Parallelism, Chan observed, is the key to many of these performance gains. “With the mini-farm,” Chan explained, “the artist makes the necessary changes, clicks ‘recompute,’ and, whoosh, it is back in seconds or minutes, not hours!”

The Power of a True Stereoscopic 3D Experience

Shrek Forever After is an especially noteworthy accomplishment because it was authored in stereoscopic 3D. This affected everything, not just the character design and movement, but even the backgrounds.

“A 2D matte painting doesn’t work well in 3D,” Chan said, “because your mind wants to see the geometry in the background from two different perspectives. This causes some challenges when you are used to using images to represent things that would then look flat in a 3D world.”

Chan points out that this forces a lot more geometry to come into play. If you see a tree in the background in a stereoscopic 3D film, your mind expects to see some depth. Is that branch coming toward me? Are those leaves closer to me? Are they moving appropriately? Although this is something that most people wouldn’t naturally think about, it’s a very noticeable part of the stereoscopic 3D viewing experience.

Chan continued, “What we want is a viewing experience where you forget that you are seeing it in 3D, where your mind just gets used to the fact that it is seeing in 3D and it is not noticeable other than: Wow, this just feels more rich and involving and immersive.”

The fairy tale doesn’t have to end. DreamWorks Animation plans to release the entire series of Shrek films for the first time ever as a boxed set available on DVD and Blu-ray* on December 7, and in November 2011, the studio plans to release a feature film starring one of Shrek’s most popular sidekicks."

— Puss in Boots

DreamWorks Animation Innovates with Cloud Computing

The future of CG rendering is definitely in the clouds. During the production of Shrek Forever After and How to Train Your Dragon, DreamWorks Animation pushed the state-of-the-art and used cloud computing to complete over five million render hours in a New Mexico-based compute facility. Addressing peak demand with a utility service model is highly scalable and cost effective.

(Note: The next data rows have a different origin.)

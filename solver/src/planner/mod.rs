//! Fastest-path planning: turn-cost-aware A*, waypoint chaining, and
//! lowering a point path into a movement sequence.

mod motion;

use std::cmp::Ordering;
use std::collections::{BinaryHeap, HashMap};

use crate::arena::{Arena, Cell, Grid};
use crate::error::{CoreError, CoreResult};
use crate::geometry::{Direction, Movement, Point};

pub use motion::{consolidate_movements, split_into_chunks};

const STRAIGHT_TURN_COST: i32 = 0;
const PERPENDICULAR_TURN_COST: i32 = 2;
const OPPOSITE_TURN_COST: i32 = 4;
const MOVE_COST: i32 = 1;

fn turn_cost(from: Direction, to: Direction) -> i32 {
    match from.right_rotations_to(to) {
        0 => STRAIGHT_TURN_COST,
        2 | 6 => PERPENDICULAR_TURN_COST,
        4 => OPPOSITE_TURN_COST,
        _ => PERPENDICULAR_TURN_COST,
    }
}

/// A node as the reference A* sees it: equality and hashing are over
/// `point` alone, so the open/closed set never treats the same cell
/// reached via two different facings as two nodes. `facing` rides along
/// as the arrival heading, used only for this node's own turn-cost
/// bookkeeping — it never participates in identity.
#[derive(Debug, Clone, Copy)]
struct NodeInfo {
    facing: Direction,
    g: i32,
    came_from: Option<Point>,
}

#[derive(Debug, Clone, Copy)]
struct OpenEntry {
    point: Point,
    facing: Direction,
    g: i32,
    f: i32,
}

impl PartialEq for OpenEntry {
    fn eq(&self, other: &Self) -> bool {
        self.f == other.f
    }
}
impl Eq for OpenEntry {}

impl PartialOrd for OpenEntry {
    fn partial_cmp(&self, other: &Self) -> Option<Ordering> {
        Some(self.cmp(other))
    }
}

impl Ord for OpenEntry {
    fn cmp(&self, other: &Self) -> Ordering {
        // Reversed: BinaryHeap is a max-heap, we want the lowest f first.
        other.f.cmp(&self.f)
    }
}

/// One step of a planned path: the cell reached and the facing the robot
/// holds upon reaching it.
#[derive(Debug, Clone, Copy, PartialEq, Eq)]
pub struct PathStep {
    pub point: Point,
    pub facing: Direction,
}

/// Runs a single A* search from `start` (at `start_facing`) to `goal`.
/// Returns the full step sequence including the starting cell.
fn find_fastest_path(
    grid: &Grid<Cell>,
    start: Point,
    start_facing: Direction,
    goal: Point,
) -> CoreResult<Vec<PathStep>> {
    if !start.is_within_inner_range() || Arena::is_not_free(grid, start) {
        return Err(CoreError::Validation(format!("invalid start point {start:?}")));
    }
    if !goal.is_within_inner_range() || Arena::is_not_free(grid, goal) {
        return Err(CoreError::Validation(format!("invalid goal point {goal:?}")));
    }

    let mut open = BinaryHeap::new();
    let mut nodes: HashMap<Point, NodeInfo> = HashMap::new();

    nodes.insert(
        start,
        NodeInfo {
            facing: start_facing,
            g: 0,
            came_from: None,
        },
    );
    open.push(OpenEntry {
        point: start,
        facing: start_facing,
        g: 0,
        f: start.manhattan_distance(goal),
    });

    while let Some(current) = open.pop() {
        if let Some(recorded) = nodes.get(&current.point) {
            if recorded.g < current.g {
                continue; // stale entry, a cheaper one already closed this point
            }
        }

        if current.point == goal {
            return Ok(reconstruct_path(&nodes, current.point));
        }

        for direction in Direction::cardinal() {
            let (dr, dc) = direction.offset();
            let neighbour_point = current.point.offset(dr, dc);
            if !neighbour_point.is_within_inner_range() || Arena::is_not_free(grid, neighbour_point) {
                continue;
            }

            let tentative_g = current.g + MOVE_COST + turn_cost(current.facing, direction);

            let is_better = nodes
                .get(&neighbour_point)
                .map(|existing| tentative_g < existing.g)
                .unwrap_or(true);

            if is_better {
                nodes.insert(
                    neighbour_point,
                    NodeInfo {
                        facing: direction,
                        g: tentative_g,
                        came_from: Some(current.point),
                    },
                );
                let h = neighbour_point.manhattan_distance(goal);
                open.push(OpenEntry {
                    point: neighbour_point,
                    facing: direction,
                    g: tentative_g,
                    f: tentative_g + h,
                });
            }
        }
    }

    Err(CoreError::Planning {
        from: start,
        to: goal,
    })
}

fn reconstruct_path(nodes: &HashMap<Point, NodeInfo>, mut current: Point) -> Vec<PathStep> {
    let mut path = vec![PathStep {
        point: current,
        facing: nodes[&current].facing,
    }];
    while let Some(previous) = nodes[&current].came_from {
        current = previous;
        path.push(PathStep {
            point: current,
            facing: nodes[&current].facing,
        });
    }
    path.reverse();
    path
}

/// Plans from `start` to `goal`, optionally routing through `waypoint`
/// first (two sequential A* runs chained at the waypoint's arrival
/// facing), per the waypoint-chaining redesign.
pub fn plan(
    grid: &Grid<Cell>,
    start: Point,
    start_facing: Direction,
    waypoint: Option<Point>,
    goal: Point,
) -> CoreResult<Vec<PathStep>> {
    match waypoint {
        None => find_fastest_path(grid, start, start_facing, goal),
        Some(waypoint) => {
            let mut first_leg = find_fastest_path(grid, start, start_facing, waypoint)?;
            let arrival_facing = first_leg.last().expect("path always has at least one step").facing;
            let second_leg = find_fastest_path(grid, waypoint, arrival_facing, goal)?;
            first_leg.extend(second_leg.into_iter().skip(1));
            Ok(first_leg)
        }
    }
}

/// Lowers a point/facing path into the sequence of relative movements the
/// robot must execute to traverse it.
pub fn path_to_movements(path: &[PathStep]) -> Vec<Movement> {
    let mut movements = Vec::new();
    for window in path.windows(2) {
        let (from, to) = (window[0], window[1]);
        let turn = from.facing.right_rotations_to(to.facing);
        match turn {
            0 => {}
            2 => movements.push(Movement::Right),
            6 => movements.push(Movement::Left),
            4 => {
                movements.push(Movement::Right);
                movements.push(Movement::Right);
            }
            _ => unreachable!("cardinal turns are always multiples of 2"),
        }
        let _ = to.point; // step is always one forward cell after facing the right way
        movements.push(Movement::Forward);
    }
    movements
}

#[cfg(test)]
mod tests {
    use super::*;
    use crate::arena::Arena;

    #[test]
    fn straight_line_path_has_no_turns() {
        let arena = Arena::new();
        let grid = arena.planning_grid(false);
        let path = find_fastest_path(&grid, Point::new(10, 5), Direction::North, Point::new(5, 5)).unwrap();
        let movements = path_to_movements(&path);
        assert!(movements.iter().all(|&m| m == Movement::Forward));
        assert_eq!(movements.len(), 5);
    }

    #[test]
    fn unreachable_goal_returns_planning_error() {
        let mut arena = Arena::new();
        // A solid obstacle wall spanning the full inner width seals the
        // arena into two halves without blocking the goal cell itself.
        for col in 1..14 {
            arena.mark_obstacle(Point::new(9, col));
        }
        let grid = arena.planning_grid(false);
        let result = find_fastest_path(&grid, Point::new(18, 1), Direction::North, Point::new(1, 13));
        assert!(matches!(result, Err(CoreError::Planning { .. })));
    }

    #[test]
    fn waypoint_chaining_visits_the_waypoint() {
        let arena = Arena::new();
        let grid = arena.planning_grid(false);
        let path = plan(
            &grid,
            Point::new(18, 1),
            Direction::North,
            Some(Point::new(10, 5)),
            Point::new(1, 13),
        )
        .unwrap();
        assert!(path.iter().any(|step| step.point == Point::new(10, 5)));
    }

    #[test]
    fn turn_cost_buckets_match_spec() {
        assert_eq!(turn_cost(Direction::North, Direction::North), 0);
        assert_eq!(turn_cost(Direction::North, Direction::East), 2);
        assert_eq!(turn_cost(Direction::North, Direction::South), 4);
    }
}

“Our success with both How to Train Your Dragon and Shrek Forever After is working proof that high-performance computing clouds are not only possible but practical,” said Ed Leonard, DreamWorks Animation’s chief technology officer. “Having the ability to instantly scale compute resources to meet the demands of our industry-leading artists is one of the holy grails in CG rendering. There is no doubt in my mind that this is the future of rendering.”

This model of providing cloud computing services to deliver massive amounts of computational resources on demand promises to change the approach used in a variety of compute intensive activities.